Reviews

Transitioning antimicrobial stewardship beyond the hospital: The cleveland clinic's community‐based parenteral anti‐infective therapy (CoPAT) program

Abstract

Abstract

One of the tenets of value‐based health care is a focus on providing benefits to patients, as measured by better health outcomes per dollar spent rather than minimizing costs. In fact, proponents of value‐based health care argue that the best way to reduce health care costs is through a focused approach to improving health outcomes. Associated with this approach is the need to measure outcomes over the full cycle of care, not simply for services rendered while an inpatient. This article examines the community‐based parenteral anti‐infective therapy program at the Cleveland Clinic as a model for antimicrobial stewardship for patients requiring parenteral antimicrobial therapy at the time of discharge from the inpatient setting.
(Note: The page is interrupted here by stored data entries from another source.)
//! # Vigil Middleware
//!
//! Conformance-checking interception layer for HTTP handler chains.
//!
//! The middleware sits in front of a handler and observes every exchange:
//! the request is matched against an API contract and checked before the
//! handler runs; the response is captured, replayed byte-for-byte to the
//! caller, and checked after. Violations never change the traffic; they
//! accumulate in an issue log that a test harness or operator inspects
//! once, after the fact.
//!
//! ```text
//! Request → resolve → check request → Handler → capture → replay → check response
//!                │              │                                       │
//!                └──────────────┴──────────── Issue Log ────────────────┘
//! ```
//!
//! ## Example
//!
//! ```ignore
//! use vigil_middleware::{Checker, FnHandler};
//!
//! let checker = Checker::from_file("openapi.json").await?;
//! let middleware = checker.middleware(my_handler);
//!
//! // ... drive traffic through `middleware.handle(request)` ...
//!
//! if let Some(report) = middleware.summarize() {
//!     panic!("{report}");
//! }
//! ```

#![doc(html_root_url = "https://docs.rs/vigil-middleware/0.1.0")]
#![warn(missing_docs)]
#![forbid(unsafe_code)]

pub mod checker;
pub mod handler;
pub mod issues;
pub mod middleware;
pub mod types;

// Re-export main types at crate root
pub use checker::Checker;
pub use handler::{FnHandler, HttpHandler};
pub use issues::{ConformanceReport, IssueLog, ValidationIssue};
pub use middleware::ConformanceMiddleware;
pub use types::{BoxFuture, Request, Response};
The program is a patient needs‐focused, coordinated team effort that mandates inpatient infectious disease consultation for patients requiring community‐based parenteral anti‐infective therapy. An examination of some of the features of the Cleveland Clinic program should provide guidance for other institutions seeking to improve the care of their patients requiring parenteral anti‐infectives when transitioning care from the acute setting. Journal of Hospital Medicine 2011;6:S24‐S30. © 2011 Society of Hospital Medicine.